Grim fate of migrant workers maimed in China's 'black factories'
In the 'factory of the world', exhausted migrants are losing limbs every day, working on shoddy machines, with little training or safety oversight

Ou Changqun's right arm remains crooked after seven operations to reattach her forearm, which was torn off by a steel-spring punching machine two years ago.
Doctors grafted skin from the 31-year-old Sichuan migrant worker's thigh to her patchwork arm but there was not much they could do to fill a huge hole left by missing muscle. The mother of two will never forget the bloody scene when she and the severed arm were extracted from the machine in a factory in Foshan, Guangdong.

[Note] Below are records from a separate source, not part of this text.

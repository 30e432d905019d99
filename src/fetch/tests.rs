//! Tests for the fetchers

use super::*;
use crate::http::HttpClient;
use crate::output::{write_batch_to_parquet, ObjectStorage};
use crate::types::Service;
use crate::Error;
use flate2::write::GzEncoder;
use flate2::Compression;
use std::io::Write;
use wiremock::matchers::{method, path};
use wiremock::{Mock, MockServer, ResponseTemplate};

const GREEN_CSV: &str = "\
VendorID,lpep_pickup_datetime,lpep_dropoff_datetime,store_and_fwd_flag,passenger_count
2,2020-01-01 00:45:58,2020-01-01 00:56:39,N,2
1,2020-01-01 00:41:38,2020-01-01 00:52:49,N,1
";

fn gzip(text: &str) -> Vec<u8> {
    let mut encoder = GzEncoder::new(Vec::new(), Compression::default());
    encoder.write_all(text.as_bytes()).unwrap();
    encoder.finish().unwrap()
}

fn green_january() -> PeriodKey {
    PeriodKey::new(Service::Green, 2020, 1).unwrap()
}

// ============================================================================
// Web Fetcher Tests
// ============================================================================

#[test]
fn test_web_fetcher_url() {
    let fetcher = WebFetcher::new(
        HttpClient::new().unwrap(),
        "https://github.com/DataTalksClub/nyc-tlc-data/releases/download",
    );
    assert_eq!(
        fetcher.url(&green_january()),
        "https://github.com/DataTalksClub/nyc-tlc-data/releases/download/green/green_tripdata_2020-01.csv.gz"
    );
}

#[tokio::test]
async fn test_web_fetcher_gzip_csv() {
    let mock_server = MockServer::start().await;

    Mock::given(method("GET"))
        .and(path("/green/green_tripdata_2020-01.csv.gz"))
        .respond_with(ResponseTemplate::new(200).set_body_bytes(gzip(GREEN_CSV)))
        .expect(1)
        .mount(&mock_server)
        .await;

    let fetcher = WebFetcher::new(HttpClient::new().unwrap(), mock_server.uri());
    let (table, count) = fetcher.fetch(&green_january()).await.unwrap();

    assert_eq!(count, 2);
    assert_eq!(table.num_rows(), 2);
    assert_eq!(table.column_names()[0], "VendorID");
}

#[tokio::test]
async fn test_web_fetcher_plain_csv() {
    let mock_server = MockServer::start().await;

    Mock::given(method("GET"))
        .respond_with(ResponseTemplate::new(200).set_body_string(GREEN_CSV))
        .mount(&mock_server)
        .await;

    let fetcher = WebFetcher::new(HttpClient::new().unwrap(), mock_server.uri());
    let (_, count) = fetcher.fetch(&green_january()).await.unwrap();
    assert_eq!(count, 2);
}

#[tokio::test]
async fn test_web_fetcher_long_row_is_fetch_error() {
    let mock_server = MockServer::start().await;

    Mock::given(method("GET"))
        .respond_with(
            ResponseTemplate::new(200).set_body_bytes(gzip("VendorID,fare_amount\n1,9.5\n2,7.0,extra\n")),
        )
        .mount(&mock_server)
        .await;

    let fetcher = WebFetcher::new(HttpClient::new().unwrap(), mock_server.uri());
    let err = fetcher.fetch(&green_january()).await.unwrap_err();

    match err {
        Error::Fetch { url, .. } => assert!(url.ends_with("green_tripdata_2020-01.csv.gz")),
        other => panic!("expected Fetch, got {other:?}"),
    }
}

#[tokio::test]
async fn test_web_fetcher_missing_file() {
    let mock_server = MockServer::start().await;

    Mock::given(method("GET"))
        .respond_with(ResponseTemplate::new(404))
        .mount(&mock_server)
        .await;

    let fetcher = WebFetcher::new(HttpClient::new().unwrap(), mock_server.uri());
    let result = fetcher.fetch(&green_january()).await;
    assert!(matches!(result, Err(Error::Fetch { .. })));
}

#[tokio::test]
async fn test_web_fetcher_unparseable_payload() {
    let mock_server = MockServer::start().await;

    let mut truncated = gzip(GREEN_CSV);
    truncated.truncate(24);
    Mock::given(method("GET"))
        .respond_with(ResponseTemplate::new(200).set_body_bytes(truncated))
        .mount(&mock_server)
        .await;

    let fetcher = WebFetcher::new(HttpClient::new().unwrap(), mock_server.uri());
    let err = fetcher.fetch(&green_january()).await.unwrap_err();

    match err {
        Error::Fetch { url, .. } => assert!(url.ends_with("green_tripdata_2020-01.csv.gz")),
        other => panic!("expected fetch error, got {other:?}"),
    }
}

// ============================================================================
// Storage Fetcher Tests
// ============================================================================

#[tokio::test]
async fn test_storage_fetcher_round_trip() {
    let staging = tempfile::tempdir().unwrap();
    let storage = ObjectStorage::in_memory();

    let table = crate::decode::CsvDecoder::new()
        .decode(GREEN_CSV.as_bytes())
        .unwrap();
    let written = staging.path().join("upload.parquet");
    write_batch_to_parquet(&written, table.batch(), None).unwrap();

    let destination = green_january().destination();
    storage
        .upload(&written, &destination.object_key())
        .await
        .unwrap();

    let fetcher = StorageFetcher::new(storage, staging.path());
    let (fetched, count) = fetcher.fetch(&green_january()).await.unwrap();

    assert_eq!(count, 2);
    assert_eq!(fetched.column_names(), table.column_names());
    assert!(destination.local_path(staging.path()).is_file());
}

#[tokio::test]
async fn test_storage_fetcher_missing_object() {
    let staging = tempfile::tempdir().unwrap();
    let fetcher = StorageFetcher::new(ObjectStorage::in_memory(), staging.path());

    let err = fetcher.fetch(&green_january()).await.unwrap_err();
    match err {
        Error::NotFound { path } => {
            assert_eq!(path, "memory://green_taxi/green_tripdata_2020-01.parquet");
        }
        other => panic!("expected not found, got {other:?}"),
    }
}

#[tokio::test]
async fn test_storage_fetcher_corrupt_parquet() {
    let staging = tempfile::tempdir().unwrap();
    let storage = ObjectStorage::in_memory();

    let bogus = staging.path().join("bogus.parquet");
    std::fs::write(&bogus, b"not parquet at all").unwrap();
    storage
        .upload(&bogus, &green_january().destination().object_key())
        .await
        .unwrap();

    let fetcher = StorageFetcher::new(storage, staging.path());
    let result = fetcher.fetch(&green_january()).await;
    assert!(matches!(result, Err(Error::Parquet(_))));
}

"I went into a coma due to excessive bleeding, and stayed in an intensive care unit for three days," Ou said. "I had not signed a labour contract with the factory owner and was not covered by statutory insurance for industrial injuries. The unscrupulous boss even suspended my medical treatment for more than a week and I was forced to petition outside the Foshan government in my hospital gown."
She said she told herself not to give up, but she worried about making a living with only one functioning arm. She had worked nine hours a day, six days a week, for four years, earning 2,000 yuan (HK$ 2,470) a month. But her medical bill totalled 120,000 yuan. Her boss finally paid the bill and gave her compensation, but only after a 1-1/2 years of arbitration and lawsuits.
Mainland labour activist He Xiaobo, who lost three fingers in an industrial accident in Foshan in 2006, said Ou's story was typical of the millions of migrant workers who had been disabled in cities in Guangdong in more than three decades of economic reform and opening up.
"Among them, Dongguan and Foshan have the most cases of serious industrial injury," He said. "There are huge surgical departments, especially for hand and arm reattachment surgery, at every township hospital in Dongguan."
He estimated at least 50,000 serious industrial injuries occurred in Foshan every year, more than triple the number acknowledged by the authorities.